Numa conta na rede social X relacionada ao coletivo, designado como "Handala Hack", os 'hackers' justificam o primeiro ataque pelas ligações entre a Stryker e Israel, uma vez que o grupo industrial adquiriu uma empresa israelita em 2019.
Na mesma plataforma, o coletivo de 'hackers' alega que esta ação é uma retaliação após o bombardeamento de uma escola primária em Minab, no sul do Irão, a 28 de fevereiro, que causou mais de 150 mortos, segundo as autoridades iranianas.
O ataque terá sido causado por um erro nas coordenadas do exército norte-americano ao atingir uma base iraniana adjacente, segundo os resultados preliminares de uma investigação militar interna hoje citados pelo jornal The New York Times.
O Presidente norte-americano, Donald Trump, refutou várias vezes a responsabilidade do exército neste ataque, cujo balanço não pode ser verificado de forma independente, devido à falta de acesso ao local.
Noutra mensagem publicada na rede social X, o coletivo "Handala Hack" reivindicou outro ciberataque, desta vez contra a plataforma especializada em pagamentos eletrónicos Verifone.
A Stryker e a Verifone ainda não comentaram os incidentes.

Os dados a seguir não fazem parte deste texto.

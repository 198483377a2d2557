//! Bounded worker pool
//!
//! Per worker: `idle -> dequeuing -> probing -> publishing -> idle`, parking
//! while paused at the idle and dequeue boundaries. Stop is terminal and is
//! observed at the next check. A worker exits when the queue reports closed
//! and empty, or on stop.
//!
//! Every submitted target ends up either published (and counted towards
//! progress) or skipped.

use super::control::ControlSignals;
use super::queue::{Dequeue, TargetQueue};
use super::{RunCallbacks, RunReport};
use crate::aggregator::{self, RunSummary};
use crate::error::ProbeError;
use crate::logging::ProbeLogger;
use crate::models::{ProbeResult, ProbeTarget};
use crate::probe::TargetProber;
use crate::types::SortKey;
use futures::future::join_all;
use futures::FutureExt;
use std::any::Any;
use std::panic::{self, AssertUnwindSafe};
use std::sync::{Arc, Mutex, MutexGuard};
use std::time::Instant;
use uuid::Uuid;

pub struct WorkerPool<P: TargetProber + ?Sized + 'static> {
    prober: Arc<P>,
    max_workers: usize,
    sort_key: SortKey,
    logger: Arc<ProbeLogger>,
}

impl<P: TargetProber + ?Sized + 'static> WorkerPool<P> {
    pub fn new(prober: Arc<P>, max_workers: usize) -> Self {
        Self {
            prober,
            max_workers: max_workers.max(1),
            sort_key: SortKey::default(),
            logger: Arc::new(ProbeLogger::silent()),
        }
    }

    pub fn with_sort_key(mut self, sort_key: SortKey) -> Self {
        self.sort_key = sort_key;
        self
    }

    pub fn with_logger(mut self, logger: Arc<ProbeLogger>) -> Self {
        self.logger = logger;
        self
    }

    /// Workers used for `target_count` targets
    pub fn worker_count(&self, target_count: usize) -> usize {
        self.max_workers.min(target_count)
    }

    /// Probe every target and return the ranked outcome.
    ///
    /// Never fails: per-target problems are carried in the results and
    /// run-level ones in [`RunReport::notices`].
    pub async fn run(&self, targets: Vec<ProbeTarget>, callbacks: RunCallbacks, signals: ControlSignals) -> RunReport {
        let run_id = Uuid::new_v4().to_string();
        let started = Instant::now();
        let total = targets.len();

        if total == 0 {
            let notice = "no targets to probe".to_string();
            self.logger.logger().warn(&notice).correlation_id(&run_id).log().await;
            return RunReport {
                run_id,
                results: Vec::new(),
                skipped: Vec::new(),
                stopped: signals.is_stopped(),
                elapsed: started.elapsed(),
                summary: RunSummary::default(),
                notices: vec![notice],
            };
        }

        let workers = self.worker_count(total);
        self.logger
            .logger()
            .debug(&format!("Starting run with {} workers for {} targets", workers, total))
            .correlation_id(&run_id)
            .field("workers", workers)
            .field("targets", total)
            .log()
            .await;

        let queue = Arc::new(TargetQueue::from_targets(targets));
        let shared = Arc::new(RunShared::new(total, callbacks, self.logger.clone(), run_id.clone()));

        let handles: Vec<_> = (0..workers)
            .map(|worker_id| {
                tokio::spawn(worker_loop(
                    worker_id,
                    self.prober.clone(),
                    queue.clone(),
                    shared.clone(),
                    signals.clone(),
                ))
            })
            .collect();

        let all_workers = join_all(handles);
        tokio::pin!(all_workers);
        let joined = tokio::select! {
            biased;
            joined = &mut all_workers => joined,
            _ = signals.stopped() => {
                // Un-started entries are skipped so idle workers see an empty queue.
                for target in queue.drain().await {
                    shared.skip(target).await;
                }
                all_workers.await
            }
        };

        for outcome in joined {
            if let Err(e) = outcome {
                shared.add_notice(format!("worker task failed: {}", e)).await;
            }
        }
        // A stop can land after the drain above, or after every worker exited.
        for target in queue.drain().await {
            shared.skip(target).await;
        }

        let stopped = signals.is_stopped();
        let mut results = std::mem::take(&mut *lock(&shared.results));
        let skipped = std::mem::take(&mut *lock(&shared.skipped));
        let notices = std::mem::take(&mut *lock(&shared.notices));

        aggregator::rank(&mut results, self.sort_key);
        let summary = RunSummary::from_results(&results, skipped.len(), self.sort_key);
        self.logger.log_run_summary(&run_id, &summary, stopped).await;

        RunReport {
            run_id,
            results,
            skipped,
            stopped,
            elapsed: started.elapsed(),
            summary,
            notices,
        }
    }
}

/// State shared by the workers and the coordinator of one run
struct RunShared {
    total: usize,
    results: Mutex<Vec<ProbeResult>>,
    skipped: Mutex<Vec<ProbeTarget>>,
    completed: Mutex<usize>,
    notices: Mutex<Vec<String>>,
    callbacks: RunCallbacks,
    logger: Arc<ProbeLogger>,
    run_id: String,
}

impl RunShared {
    fn new(total: usize, callbacks: RunCallbacks, logger: Arc<ProbeLogger>, run_id: String) -> Self {
        Self {
            total,
            results: Mutex::new(Vec::with_capacity(total)),
            skipped: Mutex::new(Vec::new()),
            completed: Mutex::new(0),
            notices: Mutex::new(Vec::new()),
            callbacks,
            logger,
            run_id,
        }
    }

    /// Record a finished probe, then advance progress
    async fn publish(&self, result: ProbeResult) {
        if let Some(error) = result.error.as_ref().filter(|e| e.is_global()) {
            self.add_notice(error.to_string()).await;
        }

        let mut failures = Vec::new();
        if let Some(callback) = &self.callbacks.result {
            if let Some(detail) = invoke_callback(|| callback(&result)) {
                failures.push(("result", detail));
            }
        }
        lock(&self.results).push(result);

        {
            // Held across the callback so reported percentages never go backwards.
            let mut completed = lock(&self.completed);
            *completed += 1;
            let percent = *completed as f64 / self.total as f64 * 100.0;
            if let Some(callback) = &self.callbacks.progress {
                if let Some(detail) = invoke_callback(|| callback(percent)) {
                    failures.push(("progress", detail));
                }
            }
        }

        for (callback, detail) in failures {
            self.logger.log_callback_failure(callback, &detail).await;
        }
    }

    /// Record a target abandoned because of a stop. Progress does not move.
    async fn skip(&self, target: ProbeTarget) {
        let result = ProbeResult::skipped(target.clone());
        lock(&self.skipped).push(target);

        if let Some(callback) = &self.callbacks.result {
            if let Some(detail) = invoke_callback(|| callback(&result)) {
                self.logger.log_callback_failure("result", &detail).await;
            }
        }
    }

    /// Keep a run-level message, once
    async fn add_notice(&self, notice: String) {
        let is_new = {
            let mut notices = lock(&self.notices);
            if notices.contains(&notice) {
                false
            } else {
                notices.push(notice.clone());
                true
            }
        };

        if is_new {
            self.logger.logger().warn(&notice).correlation_id(&self.run_id).log().await;
        }
    }
}

async fn worker_loop<P: TargetProber + ?Sized>(
    worker_id: usize,
    prober: Arc<P>,
    queue: Arc<TargetQueue>,
    shared: Arc<RunShared>,
    signals: ControlSignals,
) {
    let mut probed = 0usize;
    loop {
        if signals.is_stopped() {
            break;
        }
        if signals.is_paused() {
            signals.wait_while_paused().await;
            continue;
        }

        let target = match queue.dequeue(&signals).await {
            Dequeue::Target(target) => target,
            Dequeue::Paused => continue,
            Dequeue::Stopped | Dequeue::Closed => break,
        };

        // The stop may have fired while this worker waited on the queue.
        if signals.is_stopped() {
            shared.skip(target).await;
            break;
        }

        let result = match AssertUnwindSafe(prober.probe(&target, &signals)).catch_unwind().await {
            Ok(result) => result,
            Err(payload) => ProbeResult::failed(
                target.clone(),
                ProbeError::Io(format!("probe panicked: {}", panic_message(payload.as_ref()))),
            ),
        };
        probed += 1;

        if result.is_skipped() || result.was_cancelled() {
            shared.skip(target).await;
        } else {
            shared.publish(result).await;
        }
    }

    shared
        .logger
        .logger()
        .trace(&format!("Worker {} exiting", worker_id))
        .correlation_id(&shared.run_id)
        .field("probed", probed)
        .log()
        .await;
}

/// Run a caller callback, turning an error or a panic into a message
fn invoke_callback<F>(callback: F) -> Option<String>
where
    F: FnOnce() -> anyhow::Result<()>,
{
    match panic::catch_unwind(AssertUnwindSafe(callback)) {
        Ok(Ok(())) => None,
        Ok(Err(e)) => Some(format!("{:#}", e)),
        Err(payload) => Some(format!("panicked: {}", panic_message(payload.as_ref()))),
    }
}

fn panic_message(payload: &(dyn Any + Send)) -> String {
    if let Some(message) = payload.downcast_ref::<&str>() {
        message.to_string()
    } else if let Some(message) = payload.downcast_ref::<String>() {
        message.clone()
    } else {
        "unknown panic".to_string()
    }
}

fn lock<T>(mutex: &Mutex<T>) -> MutexGuard<'_, T> {
    mutex.lock().unwrap_or_else(|e| e.into_inner())
}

Batizado com o nome de um personagem símbolo do povo palestiniano, o grupo que começou a dar que falar no final de 2023 é descrito por especialistas em cibersegurança como um agente afiliado ao Irão.
O grupo ataca principalmente organizações israelitas ou entidades ligadas ao Estado judaico.
O "Handala Hack" utiliza diferentes métodos, desde roubo de dados até desconfiguração de sites, passando por pedidos de resgate.
Desde o início da guerra no Irão, o grupo multiplicou as reivindicações de ataques contra infraestruturas israelitas, afirmando, em particular, ter "acesso completo" às câmaras de segurança de Jerusalém e ter atacado estações meteorológicas em território israelita.
Segundo a Shomrim, uma plataforma de jornalismo independente e sem fins lucrativos, a polícia israelita opera por todo o território mais de 6.600 câmaras de videovigilância.
"Diria que este é o grupo mais notório afiliado ao regime iraniano", comentou hoje Gil Messing, responsável pelos serviços de informações especializados em cibernética da empresa israelita Check Point.
"Estamos a acompanhá-los há anos e acreditamos que trabalham para o Ministério da Informação iraniano e que também utilizam outros nomes", acrescentou.
De acordo com um relatório publicado no início do ano pela Google Threat Intelligence, "as atividades maliciosas atribuídas a este (grupo) consistiram principalmente em operações de pirataria informática seguidas da divulgação de dados" e, de forma mais ampla, em "táticas destinadas a alimentar o medo, a incerteza e a dúvida".
Os Estados Unidos e Israel iniciaram em 28 de fevereiro uma ofensiva aérea contra o Irão e mataram nesse dia o líder supremo iraniano, Ali Khamenei, que foi entretanto substituído pelo seu filho, Mojtaba Khamenei.
O Irão respondeu desde então com lançamentos de mísseis e drones contra Israel e infraestruturas, sobretudo energéticas, e bases norte-americanas em vários países do Médio Oriente.